Falando em inchaço, as últimas 250 páginas do livro são absolutamente desnecessárias. O livro, que de início se apresenta como um thriller na floresta, se torna um thriller militar e depois se torna um pretensioso e enrolado off-road que nunca acaba. Sério. Nunca acaba mesmo. A leitura se torna, assim, extremamente mecânica e dolorosa. Conversas intermináveis, sejam de forma vocal ou mental (sim, telepatia), assim como lembranças e mais lembranças, descrições e mais descrições. Tudo é demais aqui. Exageradamente despudorada de limites. Poucas vezes vi um autor se valendo tanto de seu nome num livro. Stephen King aqui, joga com o peso da camisa.

Outro ponto é a falta de foco do objeto. Tantas situações se perdem e, percebendo que há pouco com o realmente foi trabalhado até então, a narrativa é concentrada em suas catarses e tão apenas nas urgências das mais variadas naturezas que o autor consegue misturar enquanto lida com uma doença estranha e mentes invadidas. Já escrevi outras vezes como o excesso de picos de tensão tornam qualquer história monótonas justamente pelo costume que causa ao leitor durante sua execução e aqui não é exceção. Tensão e clímax quando acontecem o tempo todo, não surpreendem depois de um tempo. O desenvolvimento, assim, se torna nulo e sua estética inexiste completamente que o resto é precário, já que os MaCguffins que tanto movem tramas e motivações são inúmeros e tão instáveis dentro dos contextos que o que resta é torcer para que a história acabe logo.

Sr. Cinza

duas coisas extremamente incômodas na história e que precisam ser ditas porque afetam diretamente o entendimento do que um Narrador-Observador faz, que é contar a história com certo distanciamento. A primeira delas é de ordem escatológica. Nunca vi tantas descrições desnecessárias sobre gases, arrotos e seus odores. A primeira dinâmica em que essas coisas estão envolvidas são necessárias. O problema é que depois, mesmo quando o leitor está familiarizado com os... procedimentos do Fungo Ripley, tudo é repetido à exaustão. Já a segunda é de uma ordem mais sociológica e de coerência. O Narrador-Observador tem o papel de ser impassível. Ainda que existam parcas variações sobre o tema (e que são válidas), usar da pretensa jocosidade como jogo de palavras não auxilia em nada. Assim, a palavra “retardado” durante a obra é utilizada tantas vezes que cansei de contar, assim como a palavra “bocetinha” que, mesmo quando a situação que a envolve passou, continua ser dito em inserções desmedidas.

O excesso de núcleos também afetam. São quatro amigos, cada um com seu protagonismo que disputa espaço com o núcleo militar e seus dois protagonistas/antagonistas, assim como os espaços para Duddits que são abertos aleatoriamente e o próprio Sr. Cinza que tem muitas páginas dedicadas.  Contando por baixo, você tem oito personagens ao longo de apenas 650 páginas que precisam de desenvolvimento, conflitos, resoluções dentro de uma coesão narrativa e com finais satisfatórios (algo que Stephen King nem sempre consegue dar). Não preciso nem dizer o resultado disso, não é?

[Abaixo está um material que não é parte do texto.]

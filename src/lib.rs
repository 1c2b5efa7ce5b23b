pub mod client;
pub mod config;
pub mod error;
pub mod master;
pub mod meta;
pub mod model;
pub mod p2p;

pub use error::{MasterError, Result};
pub use master::{BaseMaster, MasterContext, MasterDeps, MasterImpl, WorkerHandle};
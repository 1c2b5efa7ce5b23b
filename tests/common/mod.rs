//! Test harness for master integration tests.
//!
//! Wires an in-memory metadata store, an in-process message bus and scripted
//! scheduler/executor doubles around a recording master implementation, and
//! scripts the worker side of the heartbeat and status protocols.

// Not every test binary uses every helper.
#![allow(dead_code)]

use std::sync::Arc;
use std::time::Duration;

use chrono::Utc;
use parking_lot::Mutex;

use jobmaster::client::mock::{MockExecutorConnector, MockServerMasterClient};
use jobmaster::client::ExecutorGroup;
use jobmaster::config::TimeoutConfig;
use jobmaster::error::{MasterError, Result};
use jobmaster::master::{BaseMaster, MasterContext, MasterDeps, MasterImpl, WorkerHandle};
use jobmaster::meta::{MemKv, WorkerMetadataClient};
use jobmaster::model::message::{
    heartbeat_ping_topic, worker_status_topic, HeartbeatPing, WorkerStatusMessage,
};
use jobmaster::model::{Epoch, WorkerId, WorkerStatus, WorkerStatusCode};
use jobmaster::p2p::{LocalMessageBus, MessageSender};

/// Everything a master needs, sharing one store and one bus so restarts and
/// multiple masters see the same cluster.
pub struct TestEnv {
    pub kv: Arc<MemKv>,
    pub bus: Arc<LocalMessageBus>,
    pub scheduler: Arc<MockServerMasterClient>,
    pub connector: Arc<MockExecutorConnector>,
    pub executor_group: Arc<ExecutorGroup>,
}

impl TestEnv {
    pub fn new() -> Self {
        let connector = Arc::new(MockExecutorConnector::new());
        Self {
            kv: Arc::new(MemKv::new()),
            bus: Arc::new(LocalMessageBus::new()),
            scheduler: Arc::new(MockServerMasterClient::new()),
            executor_group: Arc::new(ExecutorGroup::new(connector.clone())),
            connector,
        }
    }

    pub fn deps(&self) -> MasterDeps {
        MasterDeps {
            message_sender: self.bus.clone(),
            message_router: self.bus.clone(),
            kv: self.kv.clone(),
            server_master_client: self.scheduler.clone(),
            executor_group: self.executor_group.clone(),
        }
    }

    /// Worker side of the protocol: one heartbeat ping from `executor_node`.
    pub async fn send_heartbeat(
        &self,
        master_id: &str,
        worker_id: &str,
        executor_node: &str,
        epoch: Epoch,
    ) -> bool {
        let ping = HeartbeatPing {
            from_worker_id: worker_id.to_owned(),
            send_time: Utc::now(),
            epoch,
        };
        self.bus
            .send_to_node(
                &executor_node.to_owned(),
                &heartbeat_ping_topic(master_id),
                serde_json::to_value(&ping).unwrap(),
            )
            .await
            .unwrap()
    }

    /// Worker side of the protocol: one asynchronous status notification.
    pub async fn send_worker_status(
        &self,
        master_id: &str,
        worker_id: &str,
        epoch: Epoch,
        code: WorkerStatusCode,
    ) -> bool {
        let msg = WorkerStatusMessage {
            worker: worker_id.to_owned(),
            master_epoch: epoch,
            status: WorkerStatus::new(code),
        };
        self.bus
            .send_to_node(
                &"worker-node".to_owned(),
                &worker_status_topic(master_id),
                serde_json::to_value(&msg).unwrap(),
            )
            .await
            .unwrap()
    }

    /// Persists a worker record the way the worker side would, so recovery
    /// and `clean_meta` have something to find.
    pub async fn seed_worker_meta(&self, master_id: &str, worker_id: &str, code: WorkerStatusCode) {
        WorkerMetadataClient::new(master_id.to_owned(), self.kv.clone())
            .store(worker_id, &WorkerStatus::new(code))
            .await
            .unwrap();
    }

    pub async fn load_worker_meta(
        &self,
        master_id: &str,
        worker_id: &str,
    ) -> Option<WorkerStatus> {
        WorkerMetadataClient::new(master_id.to_owned(), self.kv.clone())
            .load(worker_id)
            .await
            .unwrap()
    }
}

/// Lets spawned work (dispatch pipeline, timeout checker) run to completion
/// under the paused test clock.
pub async fn settle() {
    for _ in 0..10 {
        tokio::time::sleep(Duration::from_millis(1)).await;
    }
}

#[derive(Debug, Clone, PartialEq)]
pub enum Recorded {
    Init,
    Recovered,
    Online(WorkerId),
    Offline(WorkerId, MasterError),
    StatusUpdated(WorkerId, WorkerStatusCode),
    Dispatched(WorkerId, Option<MasterError>),
    Closed,
}

/// Master implementation that records every callback invocation.
#[derive(Default)]
pub struct RecordingImpl {
    events: Arc<Mutex<Vec<Recorded>>>,
}

impl RecordingImpl {
    pub fn new() -> Self {
        Self::default()
    }

    /// Shared view of the recorded callbacks, usable while the master owns
    /// the implementation.
    pub fn events(&self) -> Arc<Mutex<Vec<Recorded>>> {
        self.events.clone()
    }
}

#[async_trait::async_trait]
impl MasterImpl for RecordingImpl {
    async fn init_impl(&mut self, _master: &Arc<MasterContext>) -> Result<()> {
        self.events.lock().push(Recorded::Init);
        Ok(())
    }

    async fn tick(&mut self, _master: &Arc<MasterContext>) -> Result<()> {
        Ok(())
    }

    async fn on_master_recovered(&mut self, _master: &Arc<MasterContext>) -> Result<()> {
        self.events.lock().push(Recorded::Recovered);
        Ok(())
    }

    async fn on_worker_online(
        &mut self,
        _master: &Arc<MasterContext>,
        worker: WorkerHandle,
    ) -> Result<()> {
        self.events.lock().push(Recorded::Online(worker.id().clone()));
        Ok(())
    }

    async fn on_worker_offline(
        &mut self,
        _master: &Arc<MasterContext>,
        worker: WorkerHandle,
        reason: MasterError,
    ) -> Result<()> {
        self.events
            .lock()
            .push(Recorded::Offline(worker.id().clone(), reason));
        Ok(())
    }

    async fn on_worker_status_updated(
        &mut self,
        _master: &Arc<MasterContext>,
        worker: WorkerHandle,
        status: WorkerStatus,
    ) -> Result<()> {
        self.events
            .lock()
            .push(Recorded::StatusUpdated(worker.id().clone(), status.code));
        Ok(())
    }

    async fn on_worker_dispatched(
        &mut self,
        _master: &Arc<MasterContext>,
        worker: WorkerHandle,
        result: Result<()>,
    ) -> Result<()> {
        self.events
            .lock()
            .push(Recorded::Dispatched(worker.id().clone(), result.err()));
        Ok(())
    }

    async fn close_impl(&mut self, _master: &Arc<MasterContext>) -> Result<()> {
        self.events.lock().push(Recorded::Closed);
        Ok(())
    }
}

/// A wired-up master plus the shared view of its recorded callbacks.
pub fn test_master(env: &TestEnv, master_id: &str) -> (BaseMaster<RecordingImpl>, EventLog) {
    let recording = RecordingImpl::new();
    let events = recording.events();
    let master = BaseMaster::new(
        recording,
        master_id.to_owned(),
        "node-1".to_owned(),
        "127.0.0.1:9100".to_owned(),
        env.deps(),
        TimeoutConfig::default(),
    );
    (master, events)
}

pub type EventLog = Arc<Mutex<Vec<Recorded>>>;

/// Events of one worker, in delivery order.
pub fn events_for(log: &EventLog, worker_id: &str) -> Vec<Recorded> {
    log.lock()
        .iter()
        .filter(|ev| match ev {
            Recorded::Online(id)
            | Recorded::Offline(id, _)
            | Recorded::StatusUpdated(id, _)
            | Recorded::Dispatched(id, _) => id == worker_id,
            _ => false,
        })
        .cloned()
        .collect()
}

Sr. Cinza de novo? Não. É só o Stephen King. 

E para terminar, quero falar sobre o segundo vilão da história: O Sr. Cinza. É desinteressante e com uma evolução negativa onde, ao invés de ficar cada vez mais denso, traz uma rasa complexidade que pouco envolve a leitura, sequer abraça mistérios que seriam naturais de uma situação que ele vive em sua missão. As limitações que King impõe nas questões mentais entre o poderio do Sr. Cinza e do isolamento de outro personagem são nitidamente roteirismos para que ele possa dar um final feliz à trama. Isso que eu resolvi nem comentar sobre algumas confusas inserções sobre o Sr. Cinza antes mesmo dele entrar na história, misturando flashbacks’s com o futuro, no caso seria o presente, dos personagens. Fiz vista grossa porque o texto está com quase 1800 palavras.

E como um bônus: Os Easter-Eggs sobre IT estão lá. São quatro e duas delas não servem para rigorosamente nada. As outras duas estão conectadas à história e são bem funcionais. A última em si, que se trata de uma criança perdida em Derry é diretamente parte do contexto do livro e bem-vinda. E é só.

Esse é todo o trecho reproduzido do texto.